By Richard Rios
I recently watched “The Children of Giant”, a documentary on
the making of the 1958 Hollywood blockbuster, “Giant”, directed by George
Stevens starring Rock Hudson, Elizabeth Taylor, and James Dean, in the last
film before his tragic death. The story was based on the controversial novel
(1952) by Edna Farber, about unscrupulous Texas cattle barons, and the racial
divide between Whites and Mexicans in the early 20th century. The
documentary, directed by Hector Galvan, tells of how the tiny town of Marfa,
Texas, chosen for most of the on-location filming, with its large population of
Mexicans, many of whom served as extras, was affected.
Funny, but what stood out to me in the documentary is one
bizarre, darkly-humorous story epitomizing the phobia of racial discrimination against
anything Spanish or Mexican, especially its language. Talk about English-only!

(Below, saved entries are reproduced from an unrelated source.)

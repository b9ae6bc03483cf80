//! # Smoothing Buffer
//!
//! Sits between the marker scanner and the transcript. Small network chunks
//! are held back briefly so the visible text grows in readable bursts rather
//! than a few characters at a time.
//!
//! ## Policy
//! On every [`SmoothingBuffer::append`] the outstanding flush is cancelled,
//! then:
//! - pending text of at least `threshold` characters, or ending in `.`, `?`,
//!   `!` or whitespace, is flushed immediately;
//! - otherwise one delayed flush is scheduled `delay` from now.
//!
//! Worst-case latency for any appended character is one `delay` interval.
//!
//! ## Timer model
//! The buffer never spawns anything. It records at most one
//! [`ScheduledFlush`]; the owner waits on [`SmoothingBuffer::deadline`] and
//! calls [`SmoothingBuffer::on_timer`] when it elapses. Rescheduling always
//! replaces the previous handle, so two flushes can never race.

use std::time::Duration;
use tokio::time::Instant;

pub const DEFAULT_DELAY: Duration = Duration::from_millis(50);
pub const DEFAULT_THRESHOLD: usize = 10;

/// Receives batches of visible text.
pub trait FlushSink {
    fn flush(&mut self, text: &str);
}

impl<F: FnMut(&str)> FlushSink for F {
    fn flush(&mut self, text: &str) {
        self(text)
    }
}

#[derive(Debug, Clone, Copy, PartialEq, Eq)]
pub struct SmoothingPolicy {
    pub delay: Duration,
    pub threshold: usize,
}

impl Default for SmoothingPolicy {
    fn default() -> Self {
        Self {
            delay: DEFAULT_DELAY,
            threshold: DEFAULT_THRESHOLD,
        }
    }
}

/// The single outstanding delayed flush.
#[derive(Debug, Clone, Copy, PartialEq, Eq)]
pub struct ScheduledFlush {
    pub deadline: Instant,
}

fn is_natural_break(c: char) -> bool {
    matches!(c, '.' | '?' | '!') || c.is_whitespace()
}

pub struct SmoothingBuffer<S: FlushSink> {
    pending: String,
    scheduled: Option<ScheduledFlush>,
    policy: SmoothingPolicy,
    sink: S,
}

impl<S: FlushSink> SmoothingBuffer<S> {
    pub fn new(policy: SmoothingPolicy, sink: S) -> Self {
        Self {
            pending: String::new(),
            scheduled: None,
            policy,
            sink,
        }
    }

    pub fn append(&mut self, text: &str) {
        self.cancel();
        self.pending.push_str(text);

        let long_enough = self.pending.chars().count() >= self.policy.threshold;
        let at_break = self.pending.chars().last().is_some_and(is_natural_break);
        if long_enough || at_break {
            self.flush();
        } else {
            self.scheduled = Some(ScheduledFlush {
                deadline: Instant::now() + self.policy.delay,
            });
        }
    }

    /// Cancel the outstanding flush and flush unconditionally.
    pub fn flush_now(&mut self) {
        self.cancel();
        self.flush();
    }

    /// Fire the scheduled flush if its deadline has passed.
    pub fn on_timer(&mut self) {
        match self.scheduled {
            Some(s) if s.deadline <= Instant::now() => {
                self.scheduled = None;
                self.flush();
            }
            _ => {}
        }
    }

    /// Wait for the outstanding flush, if any, and fire it.
    pub async fn run_timer(&mut self) {
        if let Some(s) = self.scheduled {
            tokio::time::sleep_until(s.deadline).await;
            self.on_timer();
        }
    }

    pub fn deadline(&self) -> Option<Instant> {
        self.scheduled.map(|s| s.deadline)
    }

    pub fn pending(&self) -> &str {
        &self.pending
    }

    pub fn sink_mut(&mut self) -> &mut S {
        &mut self.sink
    }

    pub fn into_sink(self) -> S {
        self.sink
    }

    fn cancel(&mut self) {
        self.scheduled = None;
    }

    // Whitespace-only text stays pending: no empty renders.
    fn flush(&mut self) {
        if self.pending.trim().is_empty() {
            return;
        }
        let text = std::mem::take(&mut self.pending);
        self.sink.flush(&text);
    }
}

/// Resolve at `deadline`, or never when there is none.
pub async fn elapsed(deadline: Option<Instant>) {
    match deadline {
        Some(d) => tokio::time::sleep_until(d).await,
        None => std::future::pending().await,
    }
}

#[cfg(test)]
mod tests {
    use super::*;
    use rstest::rstest;

    #[derive(Default)]
    struct Batches(Vec<String>);

    impl FlushSink for Batches {
        fn flush(&mut self, text: &str) {
            self.0.push(text.to_string());
        }
    }

    fn recording_buffer() -> SmoothingBuffer<Batches> {
        SmoothingBuffer::new(SmoothingPolicy::default(), Batches::default())
    }

    #[rstest]
    #[case::period("Hi.")]
    #[case::question("Why?")]
    #[case::bang("Go!")]
    #[case::space("Hello ")]
    #[case::newline("x\n")]
    #[case::long("abcdefghij")]
    fn test_immediate_flush(#[case] text: &str) {
        let mut b = recording_buffer();
        b.append(text);
        assert_eq!(b.sink_mut().0.as_slice(), [text.to_string()]);
        assert!(b.deadline().is_none());
        assert_eq!(b.pending(), "");
    }

    #[tokio::test(start_paused = true)]
    async fn test_short_text_waits_for_delay() {
        let mut b = recording_buffer();
        b.append("abc");
        assert!(b.sink_mut().0.is_empty());
        assert!(b.deadline().is_some());
        b.run_timer().await;
        assert_eq!(b.sink_mut().0.as_slice(), ["abc".to_string()]);
        assert!(b.deadline().is_none());
    }

    #[tokio::test(start_paused = true)]
    async fn test_run_of_short_appends_flushes_once() {
        let mut b = recording_buffer();
        b.append("ab");
        tokio::time::advance(Duration::from_millis(20)).await;
        b.on_timer();
        b.append("cd");
        tokio::time::advance(Duration::from_millis(20)).await;
        b.on_timer();
        b.append("ef");
        assert!(b.sink_mut().0.is_empty());

        // 40ms after the last append: still waiting.
        tokio::time::advance(Duration::from_millis(40)).await;
        b.on_timer();
        assert!(b.sink_mut().0.is_empty());

        tokio::time::advance(Duration::from_millis(10)).await;
        b.on_timer();
        assert_eq!(b.sink_mut().0.as_slice(), ["abcdef".to_string()]);
    }

    #[tokio::test(start_paused = true)]
    async fn test_append_reschedules_single_timer() {
        let mut b = recording_buffer();
        b.append("a");
        let first = b.deadline().unwrap();
        tokio::time::advance(Duration::from_millis(30)).await;
        b.append("b");
        let second = b.deadline().unwrap();
        assert!(second > first);
        assert_eq!(second - first, Duration::from_millis(30));
    }

    #[test]
    fn test_accumulates_until_threshold() {
        let mut b = recording_buffer();
        for piece in ["ab", "cd", "ef", "gh"] {
            b.append(piece);
        }
        assert!(b.sink_mut().0.is_empty());
        b.append("ij");
        assert_eq!(b.sink_mut().0.as_slice(), ["abcdefghij".to_string()]);
    }

    #[test]
    fn test_threshold_counts_chars_not_bytes() {
        let mut b = recording_buffer();
        b.append("ééééé");
        assert!(b.sink_mut().0.is_empty());
        b.append("ééééé");
        assert_eq!(b.sink_mut().0.len(), 1);
    }

    #[test]
    fn test_flush_now_twice_is_noop_second_time() {
        let mut b = recording_buffer();
        b.append("abc");
        b.flush_now();
        b.flush_now();
        assert_eq!(b.sink_mut().0.as_slice(), ["abc".to_string()]);
        assert!(b.deadline().is_none());
    }

    #[test]
    fn test_flush_now_on_empty_buffer_does_nothing() {
        let mut b = recording_buffer();
        b.flush_now();
        assert!(b.sink_mut().0.is_empty());
    }

    #[test]
    fn test_whitespace_only_is_never_flushed() {
        let mut b = recording_buffer();
        b.append("\n");
        b.append("  ");
        b.flush_now();
        assert!(b.sink_mut().0.is_empty());
        assert_eq!(b.pending(), "\n  ");
        b.append("x.");
        assert_eq!(b.sink_mut().0.as_slice(), ["\n  x.".to_string()]);
    }

    #[tokio::test(start_paused = true)]
    async fn test_on_timer_before_deadline_does_nothing() {
        let mut b = recording_buffer();
        b.append("a");
        b.on_timer();
        assert!(b.sink_mut().0.is_empty());
        assert!(b.deadline().is_some());
    }

    #[test]
    fn test_closure_sink() {
        let mut seen = String::new();
        {
            let mut b = SmoothingBuffer::new(SmoothingPolicy::default(), |t: &str| seen.push_str(t));
            b.append("Hello ");
            b.append("wor");
            b.flush_now();
        }
        assert_eq!(seen, "Hello wor");
    }

    #[test]
    fn test_elapsed_without_deadline_stays_pending() {
        let mut fut = tokio_test::task::spawn(elapsed(None));
        tokio_test::assert_pending!(fut.poll());
        tokio_test::assert_pending!(fut.poll());
    }

    #[tokio::test(start_paused = true)]
    async fn test_elapsed_with_deadline_resolves_after_it() {
        let deadline = Instant::now() + Duration::from_millis(50);
        let mut fut = tokio_test::task::spawn(elapsed(Some(deadline)));
        tokio_test::assert_pending!(fut.poll());
        tokio::time::advance(Duration::from_millis(50)).await;
        tokio_test::assert_ready!(fut.poll());
    }
}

In the local Blackwell School, a six-room adobe structure
built in 1889, the racial division between Whites and Mexicans was made
abundantly clear by the school’s policy prohibiting Mexican football players
from using the same showers as the White players. The local cemetery was also
clearly divided into a “White” and “Mexican” section. In her essay “The
Politics of Tears: Marfa, Texas”, Mary Walling Blackburn, tells a story about a
little-known “burial” that took place in 1954 at the school (also referenced in
the documentary). Students (presumably Mexicans) were gathered at the school’s
flagpole (quite appropriate) and instructed to write Spanish words on little
pieces of paper. The papers were then placed in a make-believe coffin, and
buried, in a symbolic ceremony that became known as “The Burial of Mr.
Spanish.”
Blackburn further recounts that years later:
During the Blackwell Reunion of 2007, two hundred people assembled for the exhumation of Mr. Spanish. This disinterment was intended to symbolically reverse the previous suppression of Spanish by school authorities. However, when ceremony began, the original grave could not be located, so they orchestrated a performance, where the contents of the grave suddenly included an actual figure. This allowed for Mr. Spanish to be exhumed yet remain buried. Both dead and live, 'he' is nowhere and everywhere and language, as absence and presence, grids the ground. For myself and a few other outsiders, there was the misguided notion that something resembling the body of a man was to be pulled from the dirt schoolyard, something more like an effigy than a human. But what was disinterred from a shallow grave, dug expressly for the reunion, was a newly made child-size coffin with a book inside of it. In unremitting sunlight, Maggie Marquez, a local librarian and Ralph Melendez, the temporary gravedigger, both former Blackwell School students, held the new coffin aloft. Next, they lifted their fists to the air. Then Maggie raised the book to the sky - a small Spanish-English dictionary - and the plastic orange and red cover hovered for what seemed a while against the blue sky. The crowd, dressed in their old school colours, cheered.
I was so moved by Galvan’s film that I immediately ordered
the movie “Giant” from Netflix and watched it (again). More humor: in one
scene, as Jordon “Bick” Benedict, Jr. (Rock Hudson), the tall, handsome Texas
baron whose ranch “Reata” sprawls
across some 500,000 acres, introduces his naïve, east-coast bride , “Leslie”, (Elizabeth
Taylor,) to life in the “country of Texas,” a barbecue is held in her honor.
Bick explains that it was Mexicans who actually invented the “barbecue” and
that the word comes from the Spanish word “Barbacoa.”
But as Leslie watches the Mexican cooks pull a burlap-wrapped bundle from a
smoking pit in the ground, she asks Bick what it is. It turns out to be a cow’s
head (Cabeza, a Mexican delicacy),
but when a giant scoop of steaming cow brains is placed in Leslie’s plate,
Leslie she faints and has to be carried into the house! OMG, I would have
fainted too!
Oh, and as for my analysis of having watched, “Giant”,
again, I fell asleep about two-thirds of the way in! Perdonenme.